▶ INFORMATION SUPPLIED

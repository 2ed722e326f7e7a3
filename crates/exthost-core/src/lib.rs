pub mod activation;
pub mod channel;
pub mod command;
pub mod contribution;
pub mod error;
pub mod event;
pub mod fault;
pub mod host_runtime;
pub mod logging;
pub mod manager;
pub mod paths;
pub mod process_transport;
pub mod protocol;
pub mod rejection;
pub mod rpc;
pub mod settings;
pub mod supervisor;
pub mod workspace;
#[cfg(test)]
mod tests {
    use super::*;
    use crate::contribution::HostContribution;
    use crate::error::RpcError;
    use crate::event::wait_for_event;
    use crate::process_transport::{spawn_pipe, PipeChannel};
    use crate::protocol::PROTOCOL_VERSION;
    use async_trait::async_trait;
    use std::sync::atomic::{AtomicUsize, Ordering};

    struct Owner {
        _rpc: Arc<PipeChannel>,
        control: Arc<ControlLane>,
    }

    fn connected_runtime() -> (Arc<HostRuntime>, Owner) {
        let (owner_io, host_io) = tokio::io::duplex(64 * 1024);
        let (owner_read, owner_write) = tokio::io::split(owner_io);
        let (host_read, host_write) = tokio::io::split(host_io);
        let (owner_rpc, owner_control) = spawn_pipe(owner_read, owner_write);
        let (host_rpc, host_control) = spawn_pipe(host_read, host_write);
        let runtime = Arc::new(HostRuntime::new(
            "test-host",
            host_rpc,
            host_control,
            HostSettings::default(),
        ));
        (
            runtime,
            Owner {
                _rpc: owner_rpc,
                control: owner_control,
            },
        )
    }

    async fn handshake(owner: &Owner, version: u32) -> ControlMessage {
        let ack = {
            let control = owner.control.clone();
            tokio::spawn(async move {
                wait_for_event(
                    control.on_message(),
                    |m: &ControlMessage| matches!(m, ControlMessage::HandshakeAck { .. }),
                    Some(Duration::from_secs(5)),
                )
                .await
            })
        };
        while owner.control.on_message().listener_count() == 0 {
            tokio::task::yield_now().await;
        }
        owner
            .control
            .send(ControlMessage::Handshake {
                protocol_version: version,
                supported_protocol_versions: vec![version],
                host_id: "test-host".to_string(),
            })
            .expect("send handshake");
        ack.await.expect("join ack").expect("handshake ack")
    }

    struct Counting {
        started: Arc<AtomicUsize>,
        stop_delay: Duration,
    }

    #[async_trait]
    impl HostContribution for Counting {
        fn name(&self) -> &str {
            "counting"
        }

        async fn on_start(&self) -> anyhow::Result<()> {
            self.started.fetch_add(1, Ordering::SeqCst);
            Ok(())
        }

        async fn on_stop(&self) -> anyhow::Result<()> {
            tokio::time::sleep(self.stop_delay).await;
            Ok(())
        }
    }

    #[tokio::test]
    async fn handshake_starts_contributions_and_terminate_acks() {
        let (runtime, owner) = connected_runtime();
        let started = Arc::new(AtomicUsize::new(0));
        runtime.contributions().register(Arc::new(Counting {
            started: started.clone(),
            stop_delay: Duration::from_millis(1),
        }));
        let serving = {
            let runtime = runtime.clone();
            tokio::spawn(async move { runtime.serve().await })
        };

        let ack = handshake(&owner, PROTOCOL_VERSION).await;
        assert_eq!(
            ack,
            ControlMessage::HandshakeAck {
                protocol_version: PROTOCOL_VERSION,
                accepted: true,
                reason: None,
            }
        );
        while started.load(Ordering::SeqCst) == 0 {
            tokio::task::yield_now().await;
        }
        assert_eq!(runtime.handle().state(), HostState::Running);

        let terminated = {
            let control = owner.control.clone();
            tokio::spawn(async move {
                wait_for_event(
                    control.on_message(),
                    |m: &ControlMessage| matches!(m, ControlMessage::TerminateAck),
                    Some(Duration::from_secs(5)),
                )
                .await
            })
        };
        while owner.control.on_message().listener_count() == 0 {
            tokio::task::yield_now().await;
        }
        owner
            .control
            .send(ControlMessage::TerminateRequest {
                deadline_ms: Some(1_000),
            })
            .expect("send terminate");

        assert_eq!(
            terminated.await.expect("join"),
            Some(ControlMessage::TerminateAck)
        );
        serving.await.expect("join serve").expect("serve");
        assert_eq!(runtime.handle().state(), HostState::Terminated);
        assert!(runtime.protocol().is_disposed());
    }

    #[tokio::test]
    async fn slow_stop_is_cut_off_at_the_deadline() {
        let (runtime, owner) = connected_runtime();
        runtime.contributions().register(Arc::new(Counting {
            started: Arc::new(AtomicUsize::new(0)),
            stop_delay: Duration::from_secs(60),
        }));
        let serving = {
            let runtime = runtime.clone();
            tokio::spawn(async move { runtime.serve().await })
        };
        handshake(&owner, PROTOCOL_VERSION).await;

        let started_at = Instant::now();
        owner
            .control
            .send(ControlMessage::TerminateRequest {
                deadline_ms: Some(50),
            })
            .expect("send terminate");
        tokio::time::timeout(Duration::from_secs(5), serving)
            .await
            .expect("serve finished before the test timeout")
            .expect("join")
            .expect("serve");
        assert!(started_at.elapsed() < Duration::from_secs(5));
        assert_eq!(runtime.handle().state(), HostState::Terminated);
    }

    struct NeverStarts;

    #[async_trait]
    impl HostContribution for NeverStarts {
        fn name(&self) -> &str {
            "never-starts"
        }

        async fn on_start(&self) -> anyhow::Result<()> {
            futures::future::pending().await
        }
    }

    #[tokio::test]
    async fn terminate_preempts_a_hung_start() {
        let (runtime, owner) = connected_runtime();
        runtime.contributions().register(Arc::new(NeverStarts));
        let serving = {
            let runtime = runtime.clone();
            tokio::spawn(async move { runtime.serve().await })
        };
        handshake(&owner, PROTOCOL_VERSION).await;

        let terminated = {
            let control = owner.control.clone();
            tokio::spawn(async move {
                wait_for_event(
                    control.on_message(),
                    |m: &ControlMessage| matches!(m, ControlMessage::TerminateAck),
                    Some(Duration::from_secs(3)),
                )
                .await
            })
        };
        while owner.control.on_message().listener_count() == 0 {
            tokio::task::yield_now().await;
        }
        owner
            .control
            .send(ControlMessage::TerminateRequest {
                deadline_ms: Some(100),
            })
            .expect("send terminate");

        assert_eq!(
            terminated.await.expect("join"),
            Some(ControlMessage::TerminateAck)
        );
        serving.await.expect("join serve").expect("serve");
        assert_eq!(runtime.handle().state(), HostState::Terminated);
    }

    #[tokio::test]
    async fn unsupported_protocol_is_rejected() {
        let (runtime, owner) = connected_runtime();
        let _serving = {
            let runtime = runtime.clone();
            tokio::spawn(async move { runtime.serve().await })
        };

        let ack = handshake(&owner, PROTOCOL_VERSION + 41).await;
        let ControlMessage::HandshakeAck { accepted, reason, .. } = ack else {
            panic!("expected handshake ack, got {ack:?}");
        };
        assert!(!accepted);
        assert!(reason.unwrap_or_default().contains("unsupported"));
        assert_eq!(runtime.handle().state(), HostState::Starting);
    }

    #[tokio::test]
    async fn detached_failures_are_reported() {
        let (runtime, _owner) = connected_runtime();
        let ticket = runtime
            .spawn_detached(async { Err(RpcError::remote("background work failed").into()) })
            .await
            .expect("join")
            .expect("failure reported");
        assert_eq!(runtime.rejections().pending_count(), 1);
        assert!(ticket.claim().is_some());
        assert_eq!(runtime.rejections().telemetry_snapshot().claimed, 1);
    }
}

▶ WHAT TO DO
Search the entries for the word "impl". Copy each line where it appears.

▶ OUTPUT FOR THIS EXERCISE
    impl HostContribution for Counting {
    impl HostContribution for NeverStarts {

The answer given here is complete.